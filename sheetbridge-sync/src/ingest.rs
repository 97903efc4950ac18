//! Inbound writes: sheet change notifications and client writes.
//!
//! Both validate synchronously and hand the caller an immediate verdict.
//! Store and sheet outcomes only show up later, through status and polling.

use chrono::{DateTime, Utc};
use serde::{Deserialize, Serialize};

use sheetbridge_core::normalize::normalize;
use sheetbridge_core::{CollectionName, FieldMap, RecordKey, Source};

use crate::engine::SyncEngine;
use crate::error::ValidationError;
use crate::queue::{EnqueueOutcome, WriteRequest};
use crate::store::is_valid_column;

/// A change observed in the sheet.
#[derive(Debug, Clone, Default, PartialEq, Serialize, Deserialize)]
pub struct ChangeNotification {
    pub collection: CollectionName,
    #[serde(default)]
    pub key: Option<String>,
    /// Changed labels and their new values.
    #[serde(default)]
    pub fields: FieldMap,
    /// Full row, sent instead of `fields` for newly created rows.
    #[serde(default, skip_serializing_if = "Option::is_none")]
    pub row: Option<FieldMap>,
    #[serde(default, skip_serializing_if = "Option::is_none")]
    pub timestamp: Option<DateTime<Utc>>,
}

/// A partial update from a web client.
#[derive(Debug, Clone, Default, PartialEq, Serialize, Deserialize)]
pub struct ClientWrite {
    /// Falls back to the configured default collection.
    #[serde(default, skip_serializing_if = "Option::is_none")]
    pub collection: Option<CollectionName>,
    #[serde(default)]
    pub key: Option<String>,
    #[serde(default)]
    pub fields: FieldMap,
}

#[derive(Debug, Clone, Copy, PartialEq, Eq, Serialize, Deserialize)]
pub struct IngestOutcome {
    #[serde(flatten)]
    pub verdict: EnqueueOutcome,
    /// Version assigned when the change was recorded.
    #[serde(skip_serializing_if = "Option::is_none")]
    pub version: Option<u64>,
    /// Subscribers that received the change event.
    pub delivered: usize,
}

fn validate(
    collection: &CollectionName,
    key: Option<&str>,
    fields: &FieldMap,
) -> Result<RecordKey, ValidationError> {
    if !collection.is_plain() {
        return Err(ValidationError::InvalidCollection {
            collection: collection.to_string(),
        });
    }
    let key = key.map(str::trim).filter(|k| !k.is_empty());
    let Some(key) = key else {
        return Err(ValidationError::MissingKey);
    };
    if fields.is_empty() {
        return Err(ValidationError::EmptyFields {
            key: key.to_string(),
        });
    }
    Ok(RecordKey::from(key))
}

impl SyncEngine {
    pub fn ingest(&self, notification: ChangeNotification) -> Result<IngestOutcome, ValidationError> {
        self.ingest_at(notification, Utc::now())
    }

    /// Route a sheet change to the queue as an external write. A change
    /// that is queued is also recorded and broadcast right away; an echo
    /// swallowed by a suppression lock or a losing conflict is not.
    pub fn ingest_at(
        &self,
        notification: ChangeNotification,
        now: DateTime<Utc>,
    ) -> Result<IngestOutcome, ValidationError> {
        let ChangeNotification {
            collection,
            key,
            fields,
            row,
            timestamp,
        } = notification;
        let mut fields = match row {
            Some(row) if fields.is_empty() => row,
            _ => fields,
        };
        let key = validate(&collection, key.as_deref(), &fields)?;

        for (label, value) in fields.iter_mut() {
            if !self.normalizer.is_status_field(self.mapping.key_for(label)) {
                continue;
            }
            if let Some(text) = value.as_str() {
                *value = normalize(text).into();
            }
        }

        let timestamp = timestamp.unwrap_or(now);
        let verdict = self.queue.enqueue_at(
            WriteRequest {
                collection: collection.clone(),
                key: key.clone(),
                fields: fields.clone(),
                source: Source::External,
                timestamp: Some(timestamp),
            },
            now,
        );
        if !verdict.queued {
            return Ok(IngestOutcome {
                verdict,
                version: None,
                delivered: 0,
            });
        }

        // Only what the store will accept is announced.
        let internal: FieldMap = self
            .mapping
            .to_internal(&fields)
            .into_iter()
            .filter(|(name, _)| is_valid_column(name))
            .collect();
        if internal.is_empty() {
            return Ok(IngestOutcome {
                verdict,
                version: None,
                delivered: 0,
            });
        }
        let (version, delivered) =
            self.record_and_broadcast(&collection, &key, &internal, true, now);
        Ok(IngestOutcome {
            verdict,
            version: Some(version),
            delivered,
        })
    }

    pub fn client_write(&self, write: ClientWrite) -> Result<EnqueueOutcome, ValidationError> {
        self.client_write_at(write, Utc::now())
    }

    /// Route a client write to the queue as a trusted internal write
    /// stamped `now`.
    pub fn client_write_at(
        &self,
        write: ClientWrite,
        now: DateTime<Utc>,
    ) -> Result<EnqueueOutcome, ValidationError> {
        let collection = write
            .collection
            .unwrap_or_else(|| self.config.default_collection.clone());
        let key = validate(&collection, write.key.as_deref(), &write.fields)?;
        Ok(self.queue.enqueue_at(
            WriteRequest {
                collection,
                key,
                fields: write.fields,
                source: Source::Internal,
                timestamp: Some(now),
            },
            now,
        ))
    }
}

#[cfg(test)]
mod tests {
    use super::*;
    use std::sync::Arc;

    use chrono::TimeZone;
    use serde_json::json;
    use sheetbridge_core::SyncConfig;

    use crate::sheet::MemorySheet;
    use crate::store::MemoryStore;

    fn t(ms: i64) -> DateTime<Utc> {
        Utc.timestamp_millis_opt(1_700_000_000_000 + ms).unwrap()
    }

    fn engine() -> SyncEngine {
        SyncEngine::new(
            SyncConfig::default(),
            Arc::new(MemoryStore::new()),
            Arc::new(MemorySheet::new()),
        )
        .unwrap()
    }

    fn labels(pairs: &[(&str, serde_json::Value)]) -> FieldMap {
        pairs
            .iter()
            .map(|(k, v)| (k.to_string(), v.clone()))
            .collect()
    }

    #[test]
    fn missing_or_blank_key_is_rejected() {
        let engine = engine();
        for key in [None, Some("   ".to_string())] {
            let err = engine
                .ingest(ChangeNotification {
                    collection: "orders".into(),
                    key,
                    fields: labels(&[("Status", json!("x"))]),
                    ..Default::default()
                })
                .unwrap_err();
            assert_eq!(err, ValidationError::MissingKey);
        }
        assert_eq!(engine.queue().depth(), 0);
    }

    #[test]
    fn empty_fields_are_rejected() {
        let engine = engine();
        let err = engine
            .client_write(ClientWrite {
                key: Some("DH001".into()),
                ..Default::default()
            })
            .unwrap_err();
        assert_eq!(
            err,
            ValidationError::EmptyFields {
                key: "DH001".into()
            }
        );
    }

    #[test]
    fn ingest_translates_normalizes_and_records() {
        let engine = engine();
        let outcome = engine
            .ingest_at(
                ChangeNotification {
                    collection: "orders".into(),
                    key: Some(" DH001 ".into()),
                    fields: labels(&[("Status", json!("  In   Transit ")), ("Customer", json!("Ana"))]),
                    timestamp: Some(t(50)),
                    ..Default::default()
                },
                t(60),
            )
            .unwrap();
        assert!(outcome.verdict.queued);
        assert_eq!(outcome.version, Some(1_700_000_000_060));

        let pending = engine.queue().pending(&"orders".into(), &"DH001".into()).unwrap();
        assert_eq!(pending.source, Source::External);
        assert_eq!(pending.timestamp, t(50));
        assert_eq!(pending.fields["status"], json!("in transit"));
        assert_eq!(pending.fields["customer_name"], json!("Ana"));

        let changes = engine.versions().changes_since(&"orders".into(), 0);
        assert_eq!(changes.len(), 1);
        assert!(changes[0].external);
        assert_eq!(changes[0].fields["status"], json!("in transit"));
    }

    #[test]
    fn full_row_is_used_when_fields_are_empty() {
        let engine = engine();
        let outcome = engine
            .ingest(ChangeNotification {
                collection: "orders".into(),
                key: Some("DH009".into()),
                row: Some(labels(&[("Order Code", json!("DH009")), ("Quantity", json!(3))])),
                ..Default::default()
            })
            .unwrap();
        assert!(outcome.verdict.queued);
        let pending = engine.queue().pending(&"orders".into(), &"DH009".into()).unwrap();
        assert_eq!(pending.fields["quantity"], json!(3));
    }

    #[test]
    fn suppressed_ingest_is_not_recorded() {
        let engine = engine();
        engine.locks().arm_at(&"orders".into(), &"DH001".into(), t(100));
        let outcome = engine
            .ingest_at(
                ChangeNotification {
                    collection: "orders".into(),
                    key: Some("DH001".into()),
                    fields: labels(&[("Status", json!("a"))]),
                    timestamp: Some(t(105)),
                    ..Default::default()
                },
                t(105),
            )
            .unwrap();
        assert_eq!(outcome.verdict, EnqueueOutcome::suppressed());
        assert_eq!(outcome.version, None);
        assert!(engine.versions().changes_since(&"orders".into(), 0).is_empty());
    }

    #[test]
    fn client_write_defaults_collection_and_is_internal() {
        let engine = engine();
        let outcome = engine
            .client_write_at(
                ClientWrite {
                    collection: None,
                    key: Some("DH002".into()),
                    fields: labels(&[("price", json!(10))]),
                },
                t(200),
            )
            .unwrap();
        assert_eq!(outcome, EnqueueOutcome::queued());

        let pending = engine.queue().pending(&"orders".into(), &"DH002".into()).unwrap();
        assert_eq!(pending.collection.as_str(), "orders");
        assert_eq!(pending.source, Source::Internal);
        assert_eq!(pending.timestamp, t(200));
    }

    #[test]
    fn collection_must_be_a_plain_name() {
        let engine = engine();
        for name in ["../escaped", "a/b", "", ".hidden"] {
            let err = engine
                .client_write(ClientWrite {
                    collection: Some(name.into()),
                    key: Some("DH001".into()),
                    fields: labels(&[("status", json!("x"))]),
                })
                .unwrap_err();
            assert_eq!(
                err,
                ValidationError::InvalidCollection {
                    collection: name.to_string()
                }
            );

            let err = engine
                .ingest(ChangeNotification {
                    collection: name.into(),
                    key: Some("DH001".into()),
                    fields: labels(&[("Status", json!("x"))]),
                    ..Default::default()
                })
                .unwrap_err();
            assert!(matches!(err, ValidationError::InvalidCollection { .. }));
        }
        assert_eq!(engine.queue().depth(), 0);
    }

    #[test]
    fn unmapped_labels_are_not_announced() {
        let engine = engine();
        let outcome = engine
            .ingest(ChangeNotification {
                collection: "orders".into(),
                key: Some("DH010".into()),
                fields: labels(&[("Status", json!("Open")), ("Notes", json!("call back"))]),
                ..Default::default()
            })
            .unwrap();
        assert!(outcome.verdict.queued);

        let changes = engine.versions().changes_since(&"orders".into(), 0);
        assert_eq!(changes.len(), 1);
        assert_eq!(changes[0].fields.len(), 1);
        assert_eq!(changes[0].fields["status"], json!("open"));
    }

    #[test]
    fn change_with_no_storable_columns_is_queued_but_not_recorded() {
        let engine = engine();
        let outcome = engine
            .ingest(ChangeNotification {
                collection: "orders".into(),
                key: Some("DH011".into()),
                fields: labels(&[("Notes", json!("call back"))]),
                ..Default::default()
            })
            .unwrap();
        assert!(outcome.verdict.queued);
        assert_eq!(outcome.version, None);
        assert!(engine.versions().changes_since(&"orders".into(), 0).is_empty());
    }

    #[test]
    fn notification_deserializes_with_missing_optionals() {
        let parsed: ChangeNotification = serde_json::from_value(json!({
            "collection": "orders",
            "key": "DH001",
            "fields": {"Status": "Done"}
        }))
        .unwrap();
        assert_eq!(parsed.key.as_deref(), Some("DH001"));
        assert!(parsed.row.is_none());
        assert!(parsed.timestamp.is_none());
    }
}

-------

## Work instructions:
Pull out all lines from the entries above in which the word "that" appears.

## Task solution:
    /// Subscribers that received the change event.
    /// that is queued is also recorded and broadcast right away; an echo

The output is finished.